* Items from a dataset
Content starts
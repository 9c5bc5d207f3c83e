//! Branch-to-script resolution with `#default` fallback.

use std::collections::HashMap;
use std::fmt;
use std::path::PathBuf;

use crate::config::{DEFAULT_SCRIPTS_KEY, ScriptEntry};
use crate::error::{HookError, Result};

/// Pipeline stage a script belongs to.
#[derive(Debug, Clone, Copy, PartialEq, Eq)]
pub enum Stage {
    Build,
    Publish,
}

impl fmt::Display for Stage {
    fn fmt(&self, f: &mut fmt::Formatter<'_>) -> fmt::Result {
        match self {
            Stage::Build => f.write_str("build"),
            Stage::Publish => f.write_str("publish"),
        }
    }
}

/// The script paths resolved for one task. Read-only once built.
#[derive(Debug, Clone)]
pub struct ScriptPair {
    pub build: PathBuf,
    pub publish: PathBuf,
}

impl ScriptPair {
    /// Resolves both stages for a branch up front, before anything runs.
    ///
    /// A miss on either stage with no `#default` entry is a configuration
    /// error that aborts the whole task.
    pub fn resolve(scripts: &HashMap<String, ScriptEntry>, branch: &str) -> Result<Self> {
        Ok(ScriptPair {
            build: resolve(scripts, branch, Stage::Build)?,
            publish: resolve(scripts, branch, Stage::Publish)?,
        })
    }
}

/// Looks up the script for `branch` and `stage`, falling back to the
/// `#default` entry. Each stage falls back independently.
pub fn resolve(
    scripts: &HashMap<String, ScriptEntry>,
    branch: &str,
    stage: Stage,
) -> Result<PathBuf> {
    let stage_of = |entry: &ScriptEntry| match stage {
        Stage::Build => entry.build.clone(),
        Stage::Publish => entry.publish.clone(),
    };

    scripts
        .get(branch)
        .and_then(|entry| stage_of(entry))
        .or_else(|| scripts.get(DEFAULT_SCRIPTS_KEY).and_then(|entry| stage_of(entry)))
        .ok_or_else(|| HookError::ScriptUnresolved {
            branch: branch.to_string(),
            stage,
        })
}

#[cfg(test)]
mod tests {
    use super::*;

    fn entry(build: Option<&str>, publish: Option<&str>) -> ScriptEntry {
        ScriptEntry {
            build: build.map(PathBuf::from),
            publish: publish.map(PathBuf::from),
        }
    }

    #[test]
    fn branch_entry_wins_over_default() {
        let mut scripts = HashMap::new();
        scripts.insert("master".to_string(), entry(Some("m-build"), Some("m-pub")));
        scripts.insert(
            DEFAULT_SCRIPTS_KEY.to_string(),
            entry(Some("d-build"), Some("d-pub")),
        );

        let pair = ScriptPair::resolve(&scripts, "master").unwrap();
        assert_eq!(pair.build, PathBuf::from("m-build"));
        assert_eq!(pair.publish, PathBuf::from("m-pub"));
    }

    #[test]
    fn unknown_branch_falls_back_to_default() {
        let mut scripts = HashMap::new();
        scripts.insert(
            DEFAULT_SCRIPTS_KEY.to_string(),
            entry(Some("d-build"), Some("d-pub")),
        );

        let pair = ScriptPair::resolve(&scripts, "feature/x").unwrap();
        assert_eq!(pair.build, PathBuf::from("d-build"));
        assert_eq!(pair.publish, PathBuf::from("d-pub"));
    }

    #[test]
    fn stages_fall_back_independently() {
        let mut scripts = HashMap::new();
        // Branch entry only defines a build script.
        scripts.insert("master".to_string(), entry(Some("m-build"), None));
        scripts.insert(
            DEFAULT_SCRIPTS_KEY.to_string(),
            entry(Some("d-build"), Some("d-pub")),
        );

        let pair = ScriptPair::resolve(&scripts, "master").unwrap();
        assert_eq!(pair.build, PathBuf::from("m-build"));
        assert_eq!(pair.publish, PathBuf::from("d-pub"));
    }

    #[test]
    fn no_entry_and_no_default_is_fatal() {
        let scripts = HashMap::new();
        let err = resolve(&scripts, "master", Stage::Build).unwrap_err();
        match err {
            HookError::ScriptUnresolved { branch, stage } => {
                assert_eq!(branch, "master");
                assert_eq!(stage, Stage::Build);
            }
            other => panic!("unexpected error: {other}"),
        }
    }

    #[test]
    fn missing_stage_on_default_is_fatal() {
        let mut scripts = HashMap::new();
        scripts.insert(DEFAULT_SCRIPTS_KEY.to_string(), entry(Some("d-build"), None));

        assert!(resolve(&scripts, "master", Stage::Build).is_ok());
        assert!(matches!(
            resolve(&scripts, "master", Stage::Publish),
            Err(HookError::ScriptUnresolved {
                stage: Stage::Publish,
                ..
            })
        ));
    }
}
Content ends
* What you are asked to do
From the first line to the last, write out the data exactly.

* Written response
repository 9c5bc5d207f3c83e
//! Branch-to-script resolution with `#default` fallback.

use std::collections::HashMap;
use std::fmt;
use std::path::PathBuf;

use crate::config::{DEFAULT_SCRIPTS_KEY, ScriptEntry};
use crate::error::{HookError, Result};

/// Pipeline stage a script belongs to.
#[derive(Debug, Clone, Copy, PartialEq, Eq)]
pub enum Stage {
    Build,
    Publish,
}

impl fmt::Display for Stage {
    fn fmt(&self, f: &mut fmt::Formatter<'_>) -> fmt::Result {
        match self {
            Stage::Build => f.write_str("build"),
            Stage::Publish => f.write_str("publish"),
        }
    }
}

/// The script paths resolved for one task. Read-only once built.
#[derive(Debug, Clone)]
pub struct ScriptPair {
    pub build: PathBuf,
    pub publish: PathBuf,
}

impl ScriptPair {
    /// Resolves both stages for a branch up front, before anything runs.
    ///
    /// A miss on either stage with no `#default` entry is a configuration
    /// error that aborts the whole task.
    pub fn resolve(scripts: &HashMap<String, ScriptEntry>, branch: &str) -> Result<Self> {
        Ok(ScriptPair {
            build: resolve(scripts, branch, Stage::Build)?,
            publish: resolve(scripts, branch, Stage::Publish)?,
        })
    }
}

/// Looks up the script for `branch` and `stage`, falling back to the
/// `#default` entry. Each stage falls back independently.
pub fn resolve(
    scripts: &HashMap<String, ScriptEntry>,
    branch: &str,
    stage: Stage,
) -> Result<PathBuf> {
    let stage_of = |entry: &ScriptEntry| match stage {
        Stage::Build => entry.build.clone(),
        Stage::Publish => entry.publish.clone(),
    };

    scripts
        .get(branch)
        .and_then(|entry| stage_of(entry))
        .or_else(|| scripts.get(DEFAULT_SCRIPTS_KEY).and_then(|entry| stage_of(entry)))
        .ok_or_else(|| HookError::ScriptUnresolved {
            branch: branch.to_string(),
            stage,
        })
}

#[cfg(test)]
mod tests {
    use super::*;

    fn entry(build: Option<&str>, publish: Option<&str>) -> ScriptEntry {
        ScriptEntry {
            build: build.map(PathBuf::from),
            publish: publish.map(PathBuf::from),
        }
    }

    #[test]
    fn branch_entry_wins_over_default() {
        let mut scripts = HashMap::new();
        scripts.insert("master".to_string(), entry(Some("m-build"), Some("m-pub")));
        scripts.insert(
            DEFAULT_SCRIPTS_KEY.to_string(),
            entry(Some("d-build"), Some("d-pub")),
        );

        let pair = ScriptPair::resolve(&scripts, "master").unwrap();
        assert_eq!(pair.build, PathBuf::from("m-build"));
        assert_eq!(pair.publish, PathBuf::from("m-pub"));
    }

    #[test]
    fn unknown_branch_falls_back_to_default() {
        let mut scripts = HashMap::new();
        scripts.insert(
            DEFAULT_SCRIPTS_KEY.to_string(),
            entry(Some("d-build"), Some("d-pub")),
        );

        let pair = ScriptPair::resolve(&scripts, "feature/x").unwrap();
        assert_eq!(pair.build, PathBuf::from("d-build"));
        assert_eq!(pair.publish, PathBuf::from("d-pub"));
    }

    #[test]
    fn stages_fall_back_independently() {
        let mut scripts = HashMap::new();
        // Branch entry only defines a build script.
        scripts.insert("master".to_string(), entry(Some("m-build"), None));
        scripts.insert(
            DEFAULT_SCRIPTS_KEY.to_string(),
            entry(Some("d-build"), Some("d-pub")),
        );

        let pair = ScriptPair::resolve(&scripts, "master").unwrap();
        assert_eq!(pair.build, PathBuf::from("m-build"));
        assert_eq!(pair.publish, PathBuf::from("d-pub"));
    }

    #[test]
    fn no_entry_and_no_default_is_fatal() {
        let scripts = HashMap::new();
        let err = resolve(&scripts, "master", Stage::Build).unwrap_err();
        match err {
            HookError::ScriptUnresolved { branch, stage } => {
                assert_eq!(branch, "master");
                assert_eq!(stage, Stage::Build);
            }
            other => panic!("unexpected error: {other}"),
        }
    }

    #[test]
    fn missing_stage_on_default_is_fatal() {
        let mut scripts = HashMap::new();
        scripts.insert(DEFAULT_SCRIPTS_KEY.to_string(), entry(Some("d-build"), None));

        assert!(resolve(&scripts, "master", Stage::Build).is_ok());
        assert!(matches!(
            resolve(&scripts, "master", Stage::Publish),
            Err(HookError::ScriptUnresolved {
                stage: Stage::Publish,
                ..
            })
        ));
    }
}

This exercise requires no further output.